Data for analysis:
● ● ● ● ●
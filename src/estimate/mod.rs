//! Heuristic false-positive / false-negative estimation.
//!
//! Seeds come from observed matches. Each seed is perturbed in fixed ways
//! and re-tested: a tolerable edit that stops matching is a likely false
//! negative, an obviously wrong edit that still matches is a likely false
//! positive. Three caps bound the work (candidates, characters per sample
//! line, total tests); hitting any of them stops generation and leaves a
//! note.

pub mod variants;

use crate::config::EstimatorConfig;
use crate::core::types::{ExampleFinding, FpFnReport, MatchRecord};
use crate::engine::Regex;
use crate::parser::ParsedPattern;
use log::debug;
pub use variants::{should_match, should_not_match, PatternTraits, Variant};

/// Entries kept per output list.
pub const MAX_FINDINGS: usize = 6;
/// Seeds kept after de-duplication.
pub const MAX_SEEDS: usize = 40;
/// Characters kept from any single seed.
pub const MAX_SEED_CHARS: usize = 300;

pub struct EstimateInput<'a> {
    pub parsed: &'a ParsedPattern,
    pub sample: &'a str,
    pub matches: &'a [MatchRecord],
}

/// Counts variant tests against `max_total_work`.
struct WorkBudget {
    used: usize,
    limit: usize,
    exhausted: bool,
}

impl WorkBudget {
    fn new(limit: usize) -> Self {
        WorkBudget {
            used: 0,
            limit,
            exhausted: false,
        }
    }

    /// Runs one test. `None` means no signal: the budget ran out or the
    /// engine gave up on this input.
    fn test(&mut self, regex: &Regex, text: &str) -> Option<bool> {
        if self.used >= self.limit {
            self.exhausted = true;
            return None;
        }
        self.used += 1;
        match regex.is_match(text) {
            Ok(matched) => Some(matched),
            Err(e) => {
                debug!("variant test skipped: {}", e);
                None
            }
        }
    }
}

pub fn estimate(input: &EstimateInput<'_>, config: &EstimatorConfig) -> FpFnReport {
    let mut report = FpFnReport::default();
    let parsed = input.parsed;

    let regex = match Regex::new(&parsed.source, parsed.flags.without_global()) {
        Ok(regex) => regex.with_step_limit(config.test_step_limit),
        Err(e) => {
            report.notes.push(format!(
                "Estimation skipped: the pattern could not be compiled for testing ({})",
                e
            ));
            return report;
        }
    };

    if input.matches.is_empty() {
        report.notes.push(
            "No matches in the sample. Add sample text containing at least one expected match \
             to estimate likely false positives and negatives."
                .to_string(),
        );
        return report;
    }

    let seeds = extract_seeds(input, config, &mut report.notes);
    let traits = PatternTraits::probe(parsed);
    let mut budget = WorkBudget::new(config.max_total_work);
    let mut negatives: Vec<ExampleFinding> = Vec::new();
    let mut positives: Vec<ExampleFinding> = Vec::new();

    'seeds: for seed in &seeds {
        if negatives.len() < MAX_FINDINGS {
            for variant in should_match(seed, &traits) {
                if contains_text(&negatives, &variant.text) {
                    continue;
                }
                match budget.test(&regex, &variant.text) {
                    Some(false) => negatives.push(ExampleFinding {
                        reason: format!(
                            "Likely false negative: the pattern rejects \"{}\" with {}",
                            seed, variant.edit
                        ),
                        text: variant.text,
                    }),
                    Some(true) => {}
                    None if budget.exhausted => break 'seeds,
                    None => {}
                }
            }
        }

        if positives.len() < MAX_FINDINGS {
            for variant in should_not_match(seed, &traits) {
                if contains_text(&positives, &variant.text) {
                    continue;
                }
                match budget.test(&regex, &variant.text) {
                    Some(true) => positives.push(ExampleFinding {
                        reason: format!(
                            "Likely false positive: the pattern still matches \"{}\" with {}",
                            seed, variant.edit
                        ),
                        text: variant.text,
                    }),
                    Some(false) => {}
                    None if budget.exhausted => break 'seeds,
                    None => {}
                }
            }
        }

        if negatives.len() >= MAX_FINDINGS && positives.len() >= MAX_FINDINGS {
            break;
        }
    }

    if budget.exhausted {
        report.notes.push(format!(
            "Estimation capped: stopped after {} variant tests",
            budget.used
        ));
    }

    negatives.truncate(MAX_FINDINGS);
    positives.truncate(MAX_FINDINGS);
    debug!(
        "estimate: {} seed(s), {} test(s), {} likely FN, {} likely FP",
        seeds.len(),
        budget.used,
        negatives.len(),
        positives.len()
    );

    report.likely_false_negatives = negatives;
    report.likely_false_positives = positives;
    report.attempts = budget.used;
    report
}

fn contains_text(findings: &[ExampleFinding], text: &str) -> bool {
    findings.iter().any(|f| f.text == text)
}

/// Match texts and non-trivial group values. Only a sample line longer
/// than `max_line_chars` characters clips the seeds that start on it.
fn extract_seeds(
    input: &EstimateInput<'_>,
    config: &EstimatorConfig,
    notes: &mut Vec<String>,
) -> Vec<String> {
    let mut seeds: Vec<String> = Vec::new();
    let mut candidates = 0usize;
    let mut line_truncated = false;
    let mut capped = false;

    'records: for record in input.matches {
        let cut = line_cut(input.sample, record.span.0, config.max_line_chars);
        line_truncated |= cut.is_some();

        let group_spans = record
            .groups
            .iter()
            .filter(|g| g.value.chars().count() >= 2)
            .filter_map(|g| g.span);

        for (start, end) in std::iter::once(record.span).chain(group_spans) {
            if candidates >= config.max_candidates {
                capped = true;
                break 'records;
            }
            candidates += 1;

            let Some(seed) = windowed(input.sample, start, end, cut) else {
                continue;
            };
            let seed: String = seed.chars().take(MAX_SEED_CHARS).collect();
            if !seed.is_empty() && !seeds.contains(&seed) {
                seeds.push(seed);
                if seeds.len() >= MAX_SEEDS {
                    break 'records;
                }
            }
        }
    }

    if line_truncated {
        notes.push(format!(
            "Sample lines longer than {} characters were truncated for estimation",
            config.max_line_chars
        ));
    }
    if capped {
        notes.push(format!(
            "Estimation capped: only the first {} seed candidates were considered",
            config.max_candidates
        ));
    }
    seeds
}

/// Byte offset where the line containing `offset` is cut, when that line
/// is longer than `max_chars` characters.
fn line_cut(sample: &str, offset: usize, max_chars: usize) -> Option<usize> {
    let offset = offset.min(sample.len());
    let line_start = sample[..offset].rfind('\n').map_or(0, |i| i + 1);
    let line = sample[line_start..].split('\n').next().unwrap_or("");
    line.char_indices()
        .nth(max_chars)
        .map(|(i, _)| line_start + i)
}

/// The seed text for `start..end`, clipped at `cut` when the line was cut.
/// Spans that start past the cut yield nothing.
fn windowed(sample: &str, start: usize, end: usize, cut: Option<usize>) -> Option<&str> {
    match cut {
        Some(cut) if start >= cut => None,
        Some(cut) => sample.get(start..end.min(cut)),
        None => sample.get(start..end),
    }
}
● ● ● ● ●
Exercise aim: Reproduce the listing above exactly, in its entirety.

Answer section:
filename src/estimate/mod.rs
//! Heuristic false-positive / false-negative estimation.
//!
//! Seeds come from observed matches. Each seed is perturbed in fixed ways
//! and re-tested: a tolerable edit that stops matching is a likely false
//! negative, an obviously wrong edit that still matches is a likely false
//! positive. Three caps bound the work (candidates, characters per sample
//! line, total tests); hitting any of them stops generation and leaves a
//! note.

pub mod variants;

use crate::config::EstimatorConfig;
use crate::core::types::{ExampleFinding, FpFnReport, MatchRecord};
use crate::engine::Regex;
use crate::parser::ParsedPattern;
use log::debug;
pub use variants::{should_match, should_not_match, PatternTraits, Variant};

/// Entries kept per output list.
pub const MAX_FINDINGS: usize = 6;
/// Seeds kept after de-duplication.
pub const MAX_SEEDS: usize = 40;
/// Characters kept from any single seed.
pub const MAX_SEED_CHARS: usize = 300;

pub struct EstimateInput<'a> {
    pub parsed: &'a ParsedPattern,
    pub sample: &'a str,
    pub matches: &'a [MatchRecord],
}

/// Counts variant tests against `max_total_work`.
struct WorkBudget {
    used: usize,
    limit: usize,
    exhausted: bool,
}

impl WorkBudget {
    fn new(limit: usize) -> Self {
        WorkBudget {
            used: 0,
            limit,
            exhausted: false,
        }
    }

    /// Runs one test. `None` means no signal: the budget ran out or the
    /// engine gave up on this input.
    fn test(&mut self, regex: &Regex, text: &str) -> Option<bool> {
        if self.used >= self.limit {
            self.exhausted = true;
            return None;
        }
        self.used += 1;
        match regex.is_match(text) {
            Ok(matched) => Some(matched),
            Err(e) => {
                debug!("variant test skipped: {}", e);
                None
            }
        }
    }
}

pub fn estimate(input: &EstimateInput<'_>, config: &EstimatorConfig) -> FpFnReport {
    let mut report = FpFnReport::default();
    let parsed = input.parsed;

    let regex = match Regex::new(&parsed.source, parsed.flags.without_global()) {
        Ok(regex) => regex.with_step_limit(config.test_step_limit),
        Err(e) => {
            report.notes.push(format!(
                "Estimation skipped: the pattern could not be compiled for testing ({})",
                e
            ));
            return report;
        }
    };

    if input.matches.is_empty() {
        report.notes.push(
            "No matches in the sample. Add sample text containing at least one expected match \
             to estimate likely false positives and negatives."
                .to_string(),
        );
        return report;
    }

    let seeds = extract_seeds(input, config, &mut report.notes);
    let traits = PatternTraits::probe(parsed);
    let mut budget = WorkBudget::new(config.max_total_work);
    let mut negatives: Vec<ExampleFinding> = Vec::new();
    let mut positives: Vec<ExampleFinding> = Vec::new();

    'seeds: for seed in &seeds {
        if negatives.len() < MAX_FINDINGS {
            for variant in should_match(seed, &traits) {
                if contains_text(&negatives, &variant.text) {
                    continue;
                }
                match budget.test(&regex, &variant.text) {
                    Some(false) => negatives.push(ExampleFinding {
                        reason: format!(
                            "Likely false negative: the pattern rejects \"{}\" with {}",
                            seed, variant.edit
                        ),
                        text: variant.text,
                    }),
                    Some(true) => {}
                    None if budget.exhausted => break 'seeds,
                    None => {}
                }
            }
        }

        if positives.len() < MAX_FINDINGS {
            for variant in should_not_match(seed, &traits) {
                if contains_text(&positives, &variant.text) {
                    continue;
                }
                match budget.test(&regex, &variant.text) {
                    Some(true) => positives.push(ExampleFinding {
                        reason: format!(
                            "Likely false positive: the pattern still matches \"{}\" with {}",
                            seed, variant.edit
                        ),
                        text: variant.text,
                    }),
                    Some(false) => {}
                    None if budget.exhausted => break 'seeds,
                    None => {}
                }
            }
        }

        if negatives.len() >= MAX_FINDINGS && positives.len() >= MAX_FINDINGS {
            break;
        }
    }

    if budget.exhausted {
        report.notes.push(format!(
            "Estimation capped: stopped after {} variant tests",
            budget.used
        ));
    }

    negatives.truncate(MAX_FINDINGS);
    positives.truncate(MAX_FINDINGS);
    debug!(
        "estimate: {} seed(s), {} test(s), {} likely FN, {} likely FP",
        seeds.len(),
        budget.used,
        negatives.len(),
        positives.len()
    );

    report.likely_false_negatives = negatives;
    report.likely_false_positives = positives;
    report.attempts = budget.used;
    report
}

fn contains_text(findings: &[ExampleFinding], text: &str) -> bool {
    findings.iter().any(|f| f.text == text)
}

/// Match texts and non-trivial group values. Only a sample line longer
/// than `max_line_chars` characters clips the seeds that start on it.
fn extract_seeds(
    input: &EstimateInput<'_>,
    config: &EstimatorConfig,
    notes: &mut Vec<String>,
) -> Vec<String> {
    let mut seeds: Vec<String> = Vec::new();
    let mut candidates = 0usize;
    let mut line_truncated = false;
    let mut capped = false;

    'records: for record in input.matches {
        let cut = line_cut(input.sample, record.span.0, config.max_line_chars);
        line_truncated |= cut.is_some();

        let group_spans = record
            .groups
            .iter()
            .filter(|g| g.value.chars().count() >= 2)
            .filter_map(|g| g.span);

        for (start, end) in std::iter::once(record.span).chain(group_spans) {
            if candidates >= config.max_candidates {
                capped = true;
                break 'records;
            }
            candidates += 1;

            let Some(seed) = windowed(input.sample, start, end, cut) else {
                continue;
            };
            let seed: String = seed.chars().take(MAX_SEED_CHARS).collect();
            if !seed.is_empty() && !seeds.contains(&seed) {
                seeds.push(seed);
                if seeds.len() >= MAX_SEEDS {
                    break 'records;
                }
            }
        }
    }

    if line_truncated {
        notes.push(format!(
            "Sample lines longer than {} characters were truncated for estimation",
            config.max_line_chars
        ));
    }
    if capped {
        notes.push(format!(
            "Estimation capped: only the first {} seed candidates were considered",
            config.max_candidates
        ));
    }
    seeds
}

/// Byte offset where the line containing `offset` is cut, when that line
/// is longer than `max_chars` characters.
fn line_cut(sample: &str, offset: usize, max_chars: usize) -> Option<usize> {
    let offset = offset.min(sample.len());
    let line_start = sample[..offset].rfind('\n').map_or(0, |i| i + 1);
    let line = sample[line_start..].split('\n').next().unwrap_or("");
    line.char_indices()
        .nth(max_chars)
        .map(|(i, _)| line_start + i)
}

/// The seed text for `start..end`, clipped at `cut` when the line was cut.
/// Spans that start past the cut yield nothing.
fn windowed(sample: &str, start: usize, end: usize, cut: Option<usize>) -> Option<&str> {
    match cut {
        Some(cut) if start >= cut => None,
        Some(cut) => sample.get(start..end.min(cut)),
        None => sample.get(start..end),
    }
}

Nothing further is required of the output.